As a child among boyhood friends, Nelson Mandela was once thrown from a donkey into a thorn bush. This taught him a lifetime lesson: “to humiliate another person is to make him suffer an unnecessarily cruel fate. Even as a boy, I defeated my opponents without dishonoring them.” (Long Walk to Freedom: The Autobiography of Nelson Mandela)
South Africa’s first democratically-elected President remembered this childhood lesson many years later at his own inauguration in 1994 when the crucial question was: what would be the country's national anthem? His political cohorts wanted to dispose of the old national hymn ''Die Stem,'' which celebrated the 19th century triumph of the Afrikaner trekkers over the indigenous peoples and replace it with ''Nkosi Sikelele" favored by the majority of Blacks who suffered under the brutal apartheid regime.
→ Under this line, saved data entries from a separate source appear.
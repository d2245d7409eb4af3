//! Singleton settings rows, keyed by the `type` discriminator.
//! The UNIQUE index on `type` plus INSERT OR IGNORE makes every
//! lazy-default creation a race-free find-or-create.

use crate::models::auth_code::CodeKind;
use chrono::Utc;
use rusqlite::{Connection, OptionalExtension, Result, params};

const ADMIN_META: &str = "admin_meta";

/// Return the stored code for `kind`, creating the default row first
/// if it is absent. Find-or-create is atomic: the INSERT either wins or
/// hits the unique index and is ignored.
pub fn get_or_create_code(conn: &Connection, kind: CodeKind) -> Result<String> {
    conn.execute(
        "INSERT OR IGNORE INTO settings (type, code, updated_at)
         VALUES (?1, ?2, ?3)",
        params![
            kind.discriminator(),
            kind.default_code(),
            Utc::now().to_rfc3339(),
        ],
    )?;

    let mut stmt = conn.prepare_cached("SELECT code FROM settings WHERE type = ?1")?;
    stmt.query_row([kind.discriminator()], |row| row.get(0))
}

/// Upsert the code for `kind`. The caller has already normalized and
/// validated the value.
pub fn set_code(conn: &Connection, kind: CodeKind, code: &str) -> Result<()> {
    conn.execute(
        "INSERT INTO settings (type, code, updated_at)
         VALUES (?1, ?2, ?3)
         ON CONFLICT(type) DO UPDATE SET
             code = excluded.code,
             updated_at = excluded.updated_at",
        params![kind.discriminator(), code, Utc::now().to_rfc3339()],
    )?;
    Ok(())
}

/// Id of the first admin account ever created, if any.
pub fn first_admin_id(conn: &Connection) -> Result<Option<i64>> {
    let mut stmt =
        conn.prepare_cached("SELECT first_admin_id FROM settings WHERE type = ?1")?;
    stmt.query_row([ADMIN_META], |row| row.get(0)).optional()
}

/// Record `account_id` as the first admin. Set-once: if the marker row
/// already exists the INSERT is ignored and the stored id is untouched.
pub fn mark_first_admin(conn: &Connection, account_id: i64) -> Result<()> {
    conn.execute(
        "INSERT OR IGNORE INTO settings (type, first_admin_id, updated_at)
         VALUES (?1, ?2, ?3)",
        params![ADMIN_META, account_id, Utc::now().to_rfc3339()],
    )?;
    Ok(())
}
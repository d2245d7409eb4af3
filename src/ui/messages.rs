//! Colored status output for the CLI.

use std::fmt;

/// ANSI colors
const RESET: &str = "\x1b[0m";
const BOLD: &str = "\x1b[1m";

const FG_BLUE: &str = "\x1b[34m";
const FG_GREEN: &str = "\x1b[32m";
const FG_YELLOW: &str = "\x1b[33m";
const FG_RED: &str = "\x1b[31m";

/// Icons
const ICON_INFO: &str = "ℹ️";
const ICON_OK: &str = "✅";
const ICON_WARN: &str = "⚠️";
const ICON_ERR: &str = "❌";

fn paint<T: fmt::Display>(color: &str, icon: &str, msg: T) -> String {
    format!("{}{}{} {}{}", color, BOLD, icon, RESET, msg)
}

pub fn info<T: fmt::Display>(msg: T) {
    println!("{}", paint(FG_BLUE, ICON_INFO, msg));
}

pub fn success<T: fmt::Display>(msg: T) {
    println!("{}", paint(FG_GREEN, ICON_OK, msg));
}

pub fn warning<T: fmt::Display>(msg: T) {
    println!("{}", paint(FG_YELLOW, ICON_WARN, msg));
}

pub fn error<T: fmt::Display>(msg: T) {
    eprintln!("{}", paint(FG_RED, ICON_ERR, msg));
}
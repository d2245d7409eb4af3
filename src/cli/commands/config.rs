use crate::config::Config;
use crate::errors::{AppError, AppResult};

use crate::cli::parser::Commands;

/// Handle the `config` subcommand
pub fn handle(cmd: &Commands, cfg: &Config) -> AppResult<()> {
    if let Commands::Config { print_config } = cmd
        && *print_config
    {
        println!("📄 Current configuration:\n");
        let yaml = serde_yaml::to_string(&cfg)
            .map_err(|e| AppError::Config(format!("serialization failed: {}", e)))?;
        println!("{}", yaml);
    }

    Ok(())
}
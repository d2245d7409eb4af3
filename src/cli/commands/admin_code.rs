use crate::cli::parser::Commands;
use crate::config::Config;
use crate::core::codes::CodeLogic;
use crate::db::pool::DbPool;
use crate::errors::AppResult;
use crate::models::auth_code::CodeKind;
use crate::ui::messages::success;

/// Print or update the admin authorization code. Printing also reports
/// the first-admin marker when one exists.
pub fn handle(cmd: &Commands, cfg: &Config) -> AppResult<()> {
    if let Commands::AdminCode { set } = cmd {
        let mut pool = DbPool::open_initialized(&cfg.database)?;

        match set {
            Some(raw) => {
                let stored = CodeLogic::set(&mut pool, CodeKind::Admin, raw)?;
                success(format!("Admin authorization code updated to '{}'.", stored));
            }
            None => {
                let code = CodeLogic::get(&mut pool, CodeKind::Admin)?;
                println!("Admin authorization code: {}", code);

                match CodeLogic::first_admin_id(&mut pool)? {
                    Some(id) => println!("First admin id: {}", id),
                    None => println!("First admin id: none"),
                }
            }
        }
    }

    Ok(())
}
use super::role::Role;
use serde::Serialize;

/// Full account row, including the stored password.
/// Never leaves the db/core layers; callers get an [`AccountView`].
#[derive(Debug, Clone)]
pub struct Account {
    pub id: i64,
    pub username: String,
    pub email: String,
    pub password: String,   // stored as-is, by design
    pub role: Role,         // ⇔ users.role ('worker' | 'admin')
    pub created_at: String, // ⇔ users.created_at (TEXT, ISO8601)
}

/// Sanitized account record: what login, rosters and JSON output expose.
#[derive(Debug, Clone, Serialize)]
pub struct AccountView {
    pub id: i64,
    pub username: String,
    pub email: String,
    pub role: Role,
    pub created_at: String,
}

impl Account {
    /// Strip the password field.
    pub fn into_view(self) -> AccountView {
        AccountView {
            id: self.id,
            username: self.username,
            email: self.email,
            role: self.role,
            created_at: self.created_at,
        }
    }
}
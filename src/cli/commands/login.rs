use crate::cli::parser::Commands;
use crate::config::Config;
use crate::core::login::LoginLogic;
use crate::db::pool::DbPool;
use crate::errors::{AppError, AppResult};
use crate::ui::messages::success;

/// Check credentials and print the sanitized account record.
pub fn handle(cmd: &Commands, cfg: &Config) -> AppResult<()> {
    if let Commands::Login {
        email,
        password,
        json,
    } = cmd
    {
        let mut pool = DbPool::open_initialized(&cfg.database)?;

        let account = LoginLogic::authenticate(&mut pool, email, password)?;

        if *json {
            let encoded = serde_json::to_string_pretty(&account)
                .map_err(|e| AppError::Other(format!("JSON encoding failed: {}", e)))?;
            println!("{}", encoded);
        } else {
            success(format!(
                "Logged in as '{}' ({}, id {}).",
                account.username,
                account.role.to_db_str(),
                account.id
            ));
        }
    }

    Ok(())
}
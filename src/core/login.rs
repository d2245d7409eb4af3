//! Stateless credential check. No tokens, no expiry: the caller keeps
//! the sanitized record it gets back.

use crate::db::pool::DbPool;
use crate::db::users;
use crate::errors::{AppError, AppResult};
use crate::models::account::AccountView;

pub struct LoginLogic;

impl LoginLogic {
    /// Return the sanitized account matching email+password, or a single
    /// generic failure. "No such email" and "wrong password" are not
    /// distinguished.
    pub fn authenticate(pool: &mut DbPool, email: &str, password: &str) -> AppResult<AccountView> {
        match users::find_by_email_and_password(&pool.conn, email, password)? {
            Some(account) => Ok(account.into_view()),
            None => Err(AppError::InvalidCredentials),
        }
    }
}
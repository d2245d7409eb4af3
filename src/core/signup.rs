//! Account creation, gated by the shared authorization codes.

use crate::db::pool::DbPool;
use crate::db::{settings, users};
use crate::errors::{AppError, AppResult};
use crate::models::auth_code::{CodeKind, normalize_code};
use crate::models::role::Role;

/// High-level business logic for the `signup` command.
pub struct SignupLogic;

impl SignupLogic {
    /// Create an account and return its id.
    ///
    /// Order matters:
    /// 1. the submitted code is checked against the stored code for the
    ///    requested role (the stored default is created lazily);
    /// 2. a duplicate email is rejected before any write;
    /// 3. the account row is inserted;
    /// 4. for admins, the first-admin marker is recorded (set-once) and
    ///    the admin-code row is ensured to exist.
    ///
    /// Submitted codes are normalized (trim + uppercase) before the
    /// comparison, the same canonical form used on write.
    pub fn apply(
        pool: &mut DbPool,
        username: &str,
        email: &str,
        password: &str,
        role: Role,
        submitted_code: &str,
    ) -> AppResult<i64> {
        let kind = match role {
            Role::Worker => CodeKind::Worker,
            Role::Admin => CodeKind::Admin,
        };

        let stored = settings::get_or_create_code(&pool.conn, kind)?;
        if normalize_code(submitted_code) != stored {
            return Err(AppError::InvalidAuthCode);
        }

        if users::find_by_email(&pool.conn, email)?.is_some() {
            return Err(AppError::DuplicateAccount(email.to_string()));
        }

        let account_id = users::insert_account(&pool.conn, username, email, password, role)?;

        if role.is_admin() {
            // Set-once marker; a second admin never overwrites it.
            settings::mark_first_admin(&pool.conn, account_id)?;
            // Redundant with the lazy default above, kept for explicitness:
            // the admin-code row must exist once any admin does.
            settings::get_or_create_code(&pool.conn, CodeKind::Admin)?;
        }

        Ok(account_id)
    }
}
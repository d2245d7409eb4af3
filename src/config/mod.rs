use serde::{Deserialize, Serialize};
use std::env;
use std::fs;
use std::io::{self, Write};
use std::path::PathBuf;

#[derive(Debug, Serialize, Deserialize)]
pub struct Config {
    pub database: String,
}

impl Default for Config {
    fn default() -> Self {
        Self {
            database: Self::database_file().to_string_lossy().to_string(),
        }
    }
}

impl Config {
    /// Return the standard configuration directory depending on the platform
    pub fn config_dir() -> PathBuf {
        if cfg!(target_os = "windows") {
            let appdata = env::var("APPDATA").unwrap_or_else(|_| ".".to_string());
            PathBuf::from(appdata).join("shopfloor")
        } else {
            let home = env::var("HOME").unwrap_or_else(|_| ".".to_string());
            PathBuf::from(home).join(".shopfloor")
        }
    }

    /// Return the full path of the config file
    pub fn config_file() -> PathBuf {
        Self::config_dir().join("shopfloor.conf")
    }

    /// Return the full path of the SQLite database
    pub fn database_file() -> PathBuf {
        Self::config_dir().join("shopfloor.sqlite")
    }

    /// Load configuration from file, or return defaults if not found
    pub fn load() -> Self {
        let path = Self::config_file();

        if path.exists() {
            match fs::read_to_string(&path) {
                Ok(content) => serde_yaml::from_str(&content).unwrap_or_default(),
                Err(_) => Config::default(),
            }
        } else {
            Config::default()
        }
    }

    /// Initialize configuration and database files
    pub fn init_all(custom_name: Option<String>, is_test: bool) -> io::Result<()> {
        let dir = Self::config_dir();
        fs::create_dir_all(&dir)?;

        // DB name: user provided or default
        let db_path = if let Some(name) = custom_name {
            let p = std::path::Path::new(&name);
            if p.is_absolute() {
                p.to_path_buf()
            } else {
                dir.join(p)
            }
        } else {
            Self::database_file()
        };

        let config = Config {
            database: db_path.to_string_lossy().to_string(),
        };

        // Write config file (skipped in test mode)
        if !is_test {
            let yaml = serde_yaml::to_string(&config)
                .map_err(|e| io::Error::other(format!("config serialization: {}", e)))?;
            let mut file = fs::File::create(Self::config_file())?;
            file.write_all(yaml.as_bytes())?;
        }

        // Create empty DB file if not exists
        if !db_path.exists() {
            fs::File::create(&db_path)?;
        }

        Ok(())
    }
}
But Mandela remained adamant: “This song that you treat so easily holds the emotions of many people whom you don’t represent. Yet, with the stroke of a pen, you would make a decision to destroy the very⎯the only ⎯basis that we are building upon: reconciliation.” (Tree Shaker: The Story of Nelson Mandela, by Bill Keller) Mandela overruled his own followers in favor of performing both for the event at the FNB stadium in Soweto. What miraculously followed was white people singing the African hymn and Africans singing the Afrikaans song.